ABOUT THIS TASK ::
From the material below, return every line that includes "PATCH".

THE INPUT ::
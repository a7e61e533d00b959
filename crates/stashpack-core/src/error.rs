//! Error types for stashpack core operations

use std::path::PathBuf;
use thiserror::Error;

/// Result type alias for core operations
pub type CoreResult<T> = Result<T, CoreError>;

/// Error type for manifest, version, and configuration handling
#[derive(Error, Debug)]
pub enum CoreError {
    /// Version string is not `MAJOR.MINOR.PATCH`
    #[error("invalid version: {0:?} (expected MAJOR.MINOR.PATCH)")]
    InvalidVersion(String),

    /// No manifest file in the plugin directory
    #[error("no plugin manifest found in {}", dir.display())]
    ManifestNotFound { dir: PathBuf },

    /// Several candidate manifests and none named after the plugin
    #[error("ambiguous plugin manifest in {}: {}", dir.display(), candidates.join(", "))]
    AmbiguousManifest {
        dir: PathBuf,
        candidates: Vec<String>,
    },

    /// Manifest could not be parsed
    #[error("invalid manifest: {0}")]
    ManifestParse(String),

    /// Configuration file could not be parsed
    #[error("configuration error: {0}")]
    Config(String),

    /// I/O error while reading manifests or configuration
    #[error("I/O error: {0}")]
    Io(#[from] std::io::Error),
}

EXERCISE OUTPUT ::
    /// Version string is not `MAJOR.MINOR.PATCH`
    #[error("invalid version: {0:?} (expected MAJOR.MINOR.PATCH)")]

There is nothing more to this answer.